Multa alle Poste Italiane per 39 milioni di euro

Abuso di posizione dominanteL’Antitrust ha accolto la richiesta effettuata dalla direzione della Tnt che aveva denunciato un abuso della posizione sul territorio italiano da parte delle Poste Italiane, la quale dal 2007, anno in cui è stato liberalizzato il mercato dei recapiti, e dal quale l’ente di Stato ha cercato di ostacolare lo sviluppo delle varie società private, sfruttando il possesso della rete integrata attraverso la quale potevano controllare i dati relativi a date e ore certe, oltre alle notifiche degli addetti alle consegne.
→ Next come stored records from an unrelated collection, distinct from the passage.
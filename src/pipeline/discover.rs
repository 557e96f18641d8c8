//! Catalog and table-of-contents discovery.
//!
//! Both read the already-navigated page through an in-page script and turn
//! the raw JSON into typed, ordered values. Titles become path components,
//! so they are sanitised here and de-duplicated before any guide task starts.

use crate::config::SiteSelectors;
use crate::error::BinderError;
use crate::renderer::Session;
use crate::scripts;
use once_cell::sync::Lazy;
use regex::Regex;
use serde::{Deserialize, Serialize};
use std::collections::HashSet;
use tracing::{debug, warn};

static RE_DISALLOWED: Lazy<Regex> = Lazy::new(|| Regex::new(r"[^A-Za-z0-9 ]+").unwrap());
static RE_SPACES: Lazy<Regex> = Lazy::new(|| Regex::new(r" {2,}").unwrap());

/// One guide listed in the catalog.
#[derive(Debug, Clone, PartialEq, Eq, Serialize, Deserialize)]
pub struct CatalogEntry {
    pub url: String,
    /// Sanitised; safe to use as a file name.
    pub title: String,
}

/// One table-of-contents entry of a guide.
#[derive(Debug, Clone, PartialEq, Eq, Serialize, Deserialize)]
pub struct Section {
    /// 1-based position in the table of contents.
    pub index: usize,
    pub url: String,
}

#[derive(Debug, Deserialize)]
struct RawEntry {
    url: String,
    #[serde(default)]
    title: Option<String>,
}

/// Strip everything but ASCII letters, digits and spaces, then collapse runs
/// of spaces.
///
/// ```
/// use guide2pdf::pipeline::discover::sanitize_title;
/// assert_eq!(sanitize_title("Beta!!Guide"), "BetaGuide");
/// assert_eq!(sanitize_title("Zelda: Breath of the Wild"), "Zelda Breath of the Wild");
/// ```
pub fn sanitize_title(raw: &str) -> String {
    let kept = RE_DISALLOWED.replace_all(raw, "");
    RE_SPACES.replace_all(&kept, " ").trim().to_string()
}

/// Sanitise titles and make every entry safe to process concurrently.
///
/// - repeated URLs are dropped (first occurrence wins);
/// - empty titles become `Guide <n>` (n = catalog position, 1-based);
/// - distinct guides whose titles collide get ` 2`, ` 3`, … suffixes.
pub fn normalize_entries(raw: Vec<(String, String)>) -> Vec<CatalogEntry> {
    let mut seen_urls = HashSet::new();
    let mut taken: HashSet<String> = HashSet::new();
    let mut entries = Vec::with_capacity(raw.len());

    for (position, (url, raw_title)) in raw.into_iter().enumerate() {
        if !seen_urls.insert(url.clone()) {
            debug!("Dropping duplicate catalog link {}", url);
            continue;
        }

        let mut title = sanitize_title(&raw_title);
        if title.is_empty() {
            title = format!("Guide {}", position + 1);
            warn!("{}: no usable title, using '{}'", url, title);
        }

        if taken.contains(&title) {
            // A generated name may itself be a real title listed elsewhere.
            let renamed = (2..)
                .map(|n| format!("{} {}", title, n))
                .find(|candidate| !taken.contains(candidate))
                .unwrap_or_default();
            warn!("{}: title '{}' already taken, using '{}'", url, title, renamed);
            title = renamed;
        }
        taken.insert(title.clone());

        entries.push(CatalogEntry { url, title });
    }

    entries
}

/// Read the guide list from the catalog page open in `session`.
pub async fn catalog_entries(
    session: &dyn Session,
    selectors: &SiteSelectors,
    catalog_url: &str,
) -> Result<Vec<CatalogEntry>, BinderError> {
    let value = session
        .evaluate(&scripts::catalog_entries(selectors))
        .await
        .map_err(|e| script_error(catalog_url, e))?;
    let raw: Vec<RawEntry> = serde_json::from_value(value).map_err(|e| script_error(catalog_url, e))?;

    Ok(normalize_entries(
        raw.into_iter()
            .map(|r| (r.url, r.title.unwrap_or_default()))
            .collect(),
    ))
}

/// Read the ordered section list from the guide landing page open in
/// `session`. Indices start at 1 and follow document order.
pub async fn sections(
    session: &dyn Session,
    selectors: &SiteSelectors,
    guide_url: &str,
) -> Result<Vec<Section>, BinderError> {
    let value = session
        .evaluate(&scripts::toc_links(selectors))
        .await
        .map_err(|e| script_error(guide_url, e))?;
    let urls: Vec<String> = serde_json::from_value(value).map_err(|e| script_error(guide_url, e))?;

    Ok(urls
        .into_iter()
        .enumerate()
        .map(|(i, url)| Section { index: i + 1, url })
        .collect())
}

fn script_error(url: &str, e: impl std::fmt::Display) -> BinderError {
    BinderError::Script {
        url: url.to_string(),
        detail: e.to_string(),
    }
}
Costi inferiori – Inoltre le tariffe applicate dalle Poste Italiane non potevano essere raggiunte dai concorrenti, in quanto a carico di questi ultimi ci sono anche le spese relative all’utilizzo della rete usata per il servizio universale, che per l’ente pubblico invece è senza costi.

39 milioni di euro – L’Authority ha quindi stabilito che la sanzione a carico di Poste Italiane dovrà ammontare a questa cifra, in quanto la condotta tenuta ha danneggiato i concorrenti indebolendone le capacità competitive. Ha deciso inoltre che l’ente dovrà cessare immediatamente i comportamenti di abuso e decidere le misure prese per rimuovere la condotta tenuta finora, fornendone una relazione scritta. Presa di posizione molto forte nei confronti della vicenda anche da parte del Ministero dell’Economia.